Dealing with veterinarians
I take proactive care seriously, as I’m sure you do, and we try to leave no stone unturned. Well, this particular stone isn’t a rock… it’s a boulder! And for obvious reason: The veterinarian is a crucial link in the chain that leads us to long-term wellness for our furry pals, so it’s important that we find –and keep— a good one. But never lose sight of the fact that you and your cat are the most important link of all.
How to find a good veterinarian:
Better said would be how not to choose a good veterinarian: He’s close by, he’s cheap, and the office people are friendly; the missing ingredient here is ‘conscionable care.’ We could go on forever with discussion about things to look for and things to avoid, but I’ll summarize how I do it. Long ago, I gave up the philosophy that cost equals quality. That’s true up to a point, but not exclusively. Depending on the locale, customer-traffic, and the veterinarian’s operating overhead, office visits can range from $25 for a country vet, to $150 for a swanky, mid-city operation. So disassociate those two from the thinking process. My own first step is to avoid the obvious phonies, and the front-desk folks generally give that away. They’re either serious about the cat’s problem and getting it resolved quickly, or they’re serious about flattering you as to how beautiful Fluffy is. We have to remember who trained those office folks…the vet! ‘Nuff sed about that, eh. I also try to speak with a new veterinarian beforehand, rather than just allow them to assume that I am a new customer because I’m standing in the lobby; I want them to appreciate (and earn) my business, and if they’re too busy to spend a few minutes with a potential new customer, then they’re likely too busy to give my cat the care I’m going to demand.

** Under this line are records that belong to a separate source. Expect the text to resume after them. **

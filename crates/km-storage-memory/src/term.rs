//! `TermIndexProvider` over a synchronous `km_index::TermToSemanticRefIndex`.

use async_trait::async_trait;
use km_core::ScoredSemanticRef;
use km_index::{SemanticIndexData, TermToSemanticRefIndex};
use km_storage::{StorageError, TermIndexProvider};
use tokio::sync::RwLock;

#[derive(Default)]
pub struct InMemoryTermIndex {
    inner: RwLock<TermToSemanticRefIndex>,
}

impl InMemoryTermIndex {
    pub fn new() -> Self {
        Self::default()
    }

    /// The full set of postings, for snapshotting.
    pub async fn export_data(&self) -> SemanticIndexData {
        self.inner.read().await.serialize()
    }

    /// Replaces this index's postings with `data`, for loading a snapshot
    /// into a freshly created provider.
    pub async fn import_data(&self, data: SemanticIndexData) {
        *self.inner.write().await = TermToSemanticRefIndex::deserialize(data);
    }
}

#[async_trait]
impl TermIndexProvider for InMemoryTermIndex {
    async fn add_term(&self, term: &str, ordinal: usize, score: Option<f64>) -> Result<(), StorageError> {
        self.inner.write().await.add_term(term, ordinal, score);
        Ok(())
    }

    async fn remove_term(&self, term: &str, ordinal: usize) -> Result<(), StorageError> {
        self.inner.write().await.remove_term(term, ordinal);
        Ok(())
    }

    async fn lookup_term(&self, term: &str) -> Result<Vec<ScoredSemanticRef>, StorageError> {
        Ok(self.inner.read().await.lookup_term(term))
    }

    async fn get_terms(&self) -> Result<Vec<String>, StorageError> {
        Ok(self.inner.read().await.get_terms())
    }

    async fn size(&self) -> Result<usize, StorageError> {
        Ok(self.inner.read().await.size())
    }

    async fn clear(&self) -> Result<(), StorageError> {
        self.inner.write().await.clear();
        Ok(())
    }
}

#[cfg(test)]
mod tests {
    use super::*;

    #[tokio::test]
    async fn add_then_lookup_round_trips() {
        let index = InMemoryTermIndex::new();
        index.add_term("bach", 0, None).await.unwrap();
        let hits = index.lookup_term("Bach").await.unwrap();
        assert_eq!(hits.len(), 1);
        assert_eq!(hits[0].semantic_ref_ordinal, 0);
    }

    #[tokio::test]
    async fn clear_empties_the_index() {
        let index = InMemoryTermIndex::new();
        index.add_term("bach", 0, None).await.unwrap();
        index.clear().await.unwrap();
        assert_eq!(index.size().await.unwrap(), 0);
    }
}
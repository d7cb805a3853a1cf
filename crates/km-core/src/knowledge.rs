//! Entities, actions, topics and tags — the four knowledge variants a
//! message can yield, and the closed `Knowledge` union over them.

use serde::{Deserialize, Serialize};

use crate::error::ValidationError;
use crate::value::{Facet, Value};

/// Sentinel used in place of an entity name for an action role that has
/// no subject/object/indirect object.
pub const NONE_ENTITY_NAME: &str = "none";

/// A specific, tangible noun: a person, place, institution or thing.
#[derive(Debug, Clone, PartialEq, Serialize, Deserialize)]
#[serde(rename_all = "camelCase")]
pub struct ConcreteEntity {
    pub name: String,
    /// Single-word type labels, e.g. `["person", "speaker"]`. Never empty.
    #[serde(rename = "type")]
    pub entity_type: Vec<String>,
    #[serde(default)]
    pub facets: Vec<Facet>,
}

impl ConcreteEntity {
    pub fn new(name: impl Into<String>, entity_type: Vec<String>) -> Result<Self, ValidationError> {
        let name = name.into();
        if entity_type.is_empty() {
            return Err(ValidationError::EntityMissingType { name });
        }
        Ok(Self { name, entity_type, facets: Vec::new() })
    }

    pub fn with_facets(mut self, facets: Vec<Facet>) -> Self {
        self.facets = facets;
        self
    }
}

/// Tense of an action's verb(s).
#[derive(Debug, Clone, Copy, PartialEq, Eq, Serialize, Deserialize)]
#[serde(rename_all = "lowercase")]
pub enum VerbTense {
    Past,
    Present,
    Future,
}

/// A named parameter of an action, e.g. `("destination", "Seattle")`.
#[derive(Debug, Clone, PartialEq, Serialize, Deserialize)]
pub struct ActionParam {
    pub name: String,
    pub value: Value,
}

/// A single parameter to an action: either a bare name or a name/value pair.
#[derive(Debug, Clone, PartialEq, Serialize, Deserialize)]
#[serde(untagged)]
pub enum Param {
    Name(String),
    Named(ActionParam),
}

impl Param {
    /// The name contributed to the term index (see spec.md §4.8 step 4).
    pub fn name(&self) -> &str {
        match self {
            Param::Name(n) => n,
            Param::Named(p) => &p.name,
        }
    }
}

/// A verb phrase relating a subject to an object and/or indirect object.
#[derive(Debug, Clone, PartialEq, Serialize, Deserialize)]
#[serde(rename_all = "camelCase")]
pub struct Action {
    /// Never empty.
    pub verbs: Vec<String>,
    pub verb_tense: VerbTense,
    pub subject_entity_name: String,
    pub object_entity_name: String,
    pub indirect_object_entity_name: String,
    #[serde(default)]
    pub params: Vec<Param>,
    #[serde(default)]
    pub subject_entity_facet: Option<Facet>,
}

impl Action {
    pub fn new(
        verbs: Vec<String>,
        verb_tense: VerbTense,
        subject_entity_name: impl Into<String>,
        object_entity_name: impl Into<String>,
        indirect_object_entity_name: impl Into<String>,
    ) -> Result<Self, ValidationError> {
        if verbs.is_empty() {
            return Err(ValidationError::ActionMissingVerb);
        }
        Ok(Self {
            verbs,
            verb_tense,
            subject_entity_name: subject_entity_name.into(),
            object_entity_name: object_entity_name.into(),
            indirect_object_entity_name: indirect_object_entity_name.into(),
            params: Vec::new(),
            subject_entity_facet: None,
        })
    }

    /// Verbs joined by a single space, the key form used by the term and
    /// property indexes (spec.md §4.2, §4.3).
    pub fn joined_verbs(&self) -> String {
        self.verbs.join(" ")
    }

    /// The non-`"none"` role names (subject/object/indirect object), in
    /// that order, for property indexing.
    pub fn role_names(&self) -> Vec<(&'static str, &str)> {
        let mut roles = Vec::with_capacity(3);
        if self.subject_entity_name != NONE_ENTITY_NAME {
            roles.push(("subject", self.subject_entity_name.as_str()));
        }
        if self.object_entity_name != NONE_ENTITY_NAME {
            roles.push(("object", self.object_entity_name.as_str()));
        }
        if self.indirect_object_entity_name != NONE_ENTITY_NAME {
            roles.push(("indirectObject", self.indirect_object_entity_name.as_str()));
        }
        roles
    }
}

/// A detailed, descriptive topic or keyword extracted from a message.
#[derive(Debug, Clone, PartialEq, Serialize, Deserialize)]
pub struct Topic {
    pub text: String,
}

/// A tag attached to a message or derived during extraction.
#[derive(Debug, Clone, PartialEq, Serialize, Deserialize)]
pub struct Tag {
    pub text: String,
}

/// The discriminator stored alongside `Knowledge` on a `SemanticRef`.
#[derive(Debug, Clone, Copy, PartialEq, Eq, Serialize, Deserialize)]
#[serde(rename_all = "lowercase")]
pub enum KnowledgeType {
    Entity,
    Action,
    Topic,
    Tag,
}

/// The closed set of knowledge a message can yield.
#[derive(Debug, Clone, PartialEq, Serialize, Deserialize)]
#[serde(tag = "knowledgeType", rename_all = "camelCase")]
pub enum Knowledge {
    Entity(ConcreteEntity),
    Action(Action),
    Topic(Topic),
    Tag(Tag),
}

impl Knowledge {
    pub fn knowledge_type(&self) -> KnowledgeType {
        match self {
            Knowledge::Entity(_) => KnowledgeType::Entity,
            Knowledge::Action(_) => KnowledgeType::Action,
            Knowledge::Topic(_) => KnowledgeType::Topic,
            Knowledge::Tag(_) => KnowledgeType::Tag,
        }
    }
}

#[cfg(test)]
mod tests {
    use super::*;

    #[test]
    fn entity_without_type_is_rejected() {
        let err = ConcreteEntity::new("Bach", vec![]).unwrap_err();
        assert_eq!(err, ValidationError::EntityMissingType { name: "Bach".to_string() });
    }

    #[test]
    fn action_without_verb_is_rejected() {
        let err = Action::new(vec![], VerbTense::Past, "Alice", "Bob", NONE_ENTITY_NAME).unwrap_err();
        assert_eq!(err, ValidationError::ActionMissingVerb);
    }

    #[test]
    fn role_names_skips_none() {
        let action = Action::new(
            vec!["say".to_string()],
            VerbTense::Present,
            "Alice",
            "Bob",
            NONE_ENTITY_NAME,
        )
        .unwrap();
        assert_eq!(action.role_names(), vec![("subject", "Alice"), ("object", "Bob")]);
    }

    #[test]
    fn joined_verbs_joins_with_single_space() {
        let action = Action::new(
            vec!["pick".to_string(), "up".to_string()],
            VerbTense::Past,
            "Alice",
            NONE_ENTITY_NAME,
            NONE_ENTITY_NAME,
        )
        .unwrap();
        assert_eq!(action.joined_verbs(), "pick up");
    }

    #[test]
    fn knowledge_type_matches_variant() {
        let topic = Knowledge::Topic(Topic { text: "weather".to_string() });
        assert_eq!(topic.knowledge_type(), KnowledgeType::Topic);
    }
}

How to keep a good veterinarian:
Again, we could elaborate this one to death too, but basically I just use a little common sense in remembering that vets are human beings with feelings, not fix-it machines. They’ve spent many, many years learning their trade, and I feel that “the-cat-didn’t-die”, and financial payment, are inadequate as rewards for what they’ve done. So I do the silly stuff, and it seems to be appreciated: Box of donuts every so often, send a picture of the patient every now and then, sometimes a phone call just to say, “Hey, Doc; just wanted to let you know that what you did last time is working like a dream.thanks a million!” Another thing vets like is for you and I to show that we’re sorta in-the-know about some of the basics; it takes a lot of the elementary burden off them.it’s time-saving for them if they don’t have to explain the difference stools we sit on and stools we don’t.

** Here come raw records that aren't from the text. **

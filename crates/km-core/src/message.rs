//! Messages: the raw conversational turns that knowledge is extracted from.

use serde::{Deserialize, Serialize};

use crate::error::ValidationError;
use crate::knowledge::{Action, ConcreteEntity, Topic};

/// The knowledge an extractor produced for one message, prior to being
/// split into individual `SemanticRef`s.
#[derive(Debug, Clone, Default, PartialEq, Serialize, Deserialize)]
#[serde(rename_all = "camelCase")]
pub struct KnowledgeResponse {
    #[serde(default)]
    pub entities: Vec<ConcreteEntity>,
    #[serde(default)]
    pub actions: Vec<Action>,
    /// The reverse form of an action, e.g. "A give to B" also yielding
    /// "B receive from A". Indexed identically to `actions`.
    #[serde(default)]
    pub inverse_actions: Vec<Action>,
    #[serde(default)]
    pub topics: Vec<Topic>,
}

impl KnowledgeResponse {
    pub fn is_empty(&self) -> bool {
        self.entities.is_empty() && self.actions.is_empty() && self.inverse_actions.is_empty() && self.topics.is_empty()
    }
}

/// Marks a message as logically deleted without physically removing it
/// from the collection, so existing ordinals stay valid.
#[derive(Debug, Clone, PartialEq, Serialize, Deserialize)]
#[serde(rename_all = "camelCase")]
pub struct DeletionInfo {
    pub timestamp: String,
    #[serde(default)]
    pub reason: Option<String>,
}

/// Anything that can answer the questions the indexing pipeline asks of a
/// conversation turn: its text, any knowledge already attached to it
/// (e.g. structured knowledge authored directly rather than extracted by
/// an LLM), and its tags.
///
/// `Message` is the only implementor in this crate; the trait exists so
/// `km-pipeline` can accept message types defined outside it.
pub trait KnowledgeSource {
    fn text_chunks(&self) -> &[String];
    fn get_knowledge(&self) -> Option<KnowledgeResponse>;
}

/// One turn of a conversation.
#[derive(Debug, Clone, PartialEq, Serialize, Deserialize)]
#[serde(rename_all = "camelCase")]
pub struct Message {
    /// Never empty; normally a single chunk, but long messages may be
    /// split into several that share one message ordinal.
    pub text_chunks: Vec<String>,
    #[serde(default)]
    pub tags: Vec<String>,
    #[serde(default)]
    pub timestamp: Option<String>,
    #[serde(default)]
    pub knowledge: Option<KnowledgeResponse>,
    #[serde(default)]
    pub deletion_info: Option<DeletionInfo>,
}

impl Message {
    pub fn new(text_chunks: Vec<String>) -> Result<Self, ValidationError> {
        if text_chunks.is_empty() {
            return Err(ValidationError::MessageMissingChunk);
        }
        Ok(Self {
            text_chunks,
            tags: Vec::new(),
            timestamp: None,
            knowledge: None,
            deletion_info: None,
        })
    }

    pub fn with_timestamp(mut self, timestamp: impl Into<String>) -> Self {
        self.timestamp = Some(timestamp.into());
        self
    }

    pub fn with_tags(mut self, tags: Vec<String>) -> Self {
        self.tags = tags;
        self
    }

    pub fn with_knowledge(mut self, knowledge: KnowledgeResponse) -> Self {
        self.knowledge = Some(knowledge);
        self
    }

    pub fn is_deleted(&self) -> bool {
        self.deletion_info.is_some()
    }

    /// Full text of the message, chunks joined by newlines, the form fed
    /// to the embedding client.
    pub fn full_text(&self) -> String {
        self.text_chunks.join("\n")
    }
}

impl KnowledgeSource for Message {
    fn text_chunks(&self) -> &[String] {
        &self.text_chunks
    }

    fn get_knowledge(&self) -> Option<KnowledgeResponse> {
        self.knowledge.clone()
    }
}

#[cfg(test)]
mod tests {
    use super::*;

    #[test]
    fn empty_chunks_rejected() {
        let err = Message::new(vec![]).unwrap_err();
        assert_eq!(err, ValidationError::MessageMissingChunk);
    }

    #[test]
    fn full_text_joins_chunks_with_newline() {
        let msg = Message::new(vec!["hello".to_string(), "world".to_string()]).unwrap();
        assert_eq!(msg.full_text(), "hello\nworld");
    }

    #[test]
    fn deletion_info_marks_deleted_without_removing_text() {
        let mut msg = Message::new(vec!["bye".to_string()]).unwrap();
        assert!(!msg.is_deleted());
        msg.deletion_info = Some(DeletionInfo { timestamp: "2024-01-01T00:00:00Z".to_string(), reason: None });
        assert!(msg.is_deleted());
        assert_eq!(msg.full_text(), "bye");
    }
}
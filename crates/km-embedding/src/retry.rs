//! Retry/backoff for transient embedding-provider failures (spec.md §4.8:
//! "at least three attempts with doubling delays").

use std::future::Future;
use std::time::Duration;

const RETRY_DELAYS_MS: [u64; 3] = [200, 400, 800];

/// Calls `attempt` until it succeeds or `RETRY_DELAYS_MS` is exhausted,
/// sleeping between failures. Four attempts total. Returns the last
/// error if every attempt fails.
pub async fn with_retry<T, E, F, Fut>(mut attempt: F) -> Result<T, E>
where
    F: FnMut() -> Fut,
    Fut: Future<Output = Result<T, E>>,
{
    let mut last_err = match attempt().await {
        Ok(v) => return Ok(v),
        Err(e) => e,
    };
    for delay_ms in RETRY_DELAYS_MS {
        tokio::time::sleep(Duration::from_millis(delay_ms)).await;
        match attempt().await {
            Ok(v) => return Ok(v),
            Err(e) => last_err = e,
        }
    }
    Err(last_err)
}

#[cfg(test)]
mod tests {
    use super::*;
    use std::sync::atomic::{AtomicUsize, Ordering};

    #[tokio::test]
    async fn succeeds_without_retry_when_first_attempt_works() {
        let calls = AtomicUsize::new(0);
        let result: Result<u32, &str> = with_retry(|| {
            calls.fetch_add(1, Ordering::SeqCst);
            async { Ok(7) }
        })
        .await;
        assert_eq!(result, Ok(7));
        assert_eq!(calls.load(Ordering::SeqCst), 1);
    }

    #[tokio::test]
    async fn succeeds_after_transient_failures() {
        let calls = AtomicUsize::new(0);
        let result: Result<u32, &str> = with_retry(|| {
            let n = calls.fetch_add(1, Ordering::SeqCst);
            async move { if n < 2 { Err("not yet") } else { Ok(42) } }
        })
        .await;
        assert_eq!(result, Ok(42));
        assert_eq!(calls.load(Ordering::SeqCst), 3);
    }

    #[tokio::test]
    async fn gives_up_after_exhausting_all_attempts() {
        let calls = AtomicUsize::new(0);
        let result: Result<u32, &str> = with_retry(|| {
            calls.fetch_add(1, Ordering::SeqCst);
            async { Err("down") }
        })
        .await;
        assert_eq!(result, Err("down"));
        assert_eq!(calls.load(Ordering::SeqCst), 4);
    }
}
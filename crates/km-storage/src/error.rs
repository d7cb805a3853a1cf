//! Errors raised by storage providers and the snapshot codec.

use thiserror::Error;

/// A storage backend failure: the underlying file/DB I/O broke. Fatal
/// for the operation in progress; the caller decides whether to retry or
/// re-open the provider.
#[derive(Error, Debug)]
pub enum StorageError {
    #[error("storage I/O error: {0}")]
    Io(#[from] std::io::Error),

    #[error("storage backend error: {0}")]
    Backend(String),

    #[error("operation attempted on a closed storage provider")]
    Closed,
}

/// Raised at snapshot load time: a malformed snapshot, a missing
/// required field, or an embedding sidecar whose length doesn't match
/// the declared text-item count. Fatal — no partial conversation is
/// created.
#[derive(Error, Debug)]
pub enum DeserializationError {
    #[error("failed to parse snapshot JSON: {0}")]
    Json(#[from] serde_json::Error),

    #[error("failed to read snapshot file: {0}")]
    Io(#[from] std::io::Error),

    #[error("embedding sidecar length mismatch for {what}: expected {expected} vectors, got {got}")]
    EmbeddingSidecarLengthMismatch { what: String, expected: usize, got: usize },

    #[error("unsupported snapshot file format version: {0}")]
    UnsupportedVersion(String),
}
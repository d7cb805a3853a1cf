//! A deterministic embedding client for tests: no network calls, no
//! external API, same text always yields the same vector.

use async_trait::async_trait;

use crate::client::EmbeddingClient;
use crate::error::EmbeddingError;

/// Hashes each word of the input into a fixed-dimension vector. Not a
/// real embedding model; only useful for exercising cache/index/search
/// plumbing where the actual semantics of similarity don't matter, only
/// that identical text embeds identically and different text (usually)
/// doesn't.
#[derive(Debug, Clone)]
pub struct DeterministicTestEmbeddingClient {
    dimension: usize,
}

impl DeterministicTestEmbeddingClient {
    pub fn new(dimension: usize) -> Self {
        Self { dimension }
    }
}

impl Default for DeterministicTestEmbeddingClient {
    fn default() -> Self {
        Self::new(16)
    }
}

fn fnv1a(bytes: &[u8]) -> u64 {
    let mut hash: u64 = 0xcbf29ce484222325;
    for &b in bytes {
        hash ^= b as u64;
        hash = hash.wrapping_mul(0x100000001b3);
    }
    hash
}

#[async_trait]
impl EmbeddingClient for DeterministicTestEmbeddingClient {
    async fn embed(&self, text: &str) -> Result<Vec<f32>, EmbeddingError> {
        let mut vector = vec![0.0f32; self.dimension];
        for word in text.split_whitespace() {
            let hash = fnv1a(word.as_bytes());
            let slot = (hash as usize) % self.dimension;
            vector[slot] += 1.0;
        }
        Ok(vector)
    }
}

So we first have to find a good vet, and then we have to work at keeping him/her in the family. The methods we might use to do all of that are as individual and varied as fingerprints, but all the hoop-de-do comes down to common sense in the end.
Disclaimer: Kathy Fatheree is not at all a medical expert. Contents of this web site are a collection of Kathy’s assist feeding experiences as well as the experiences of other cat owners who have assist fed their cats. While every effort has been made to ensure the accuracy of the information, Kathy Fatheree or anyone associated with this web site cannot be held responsible for anything that may happen as a result of using the information on this site.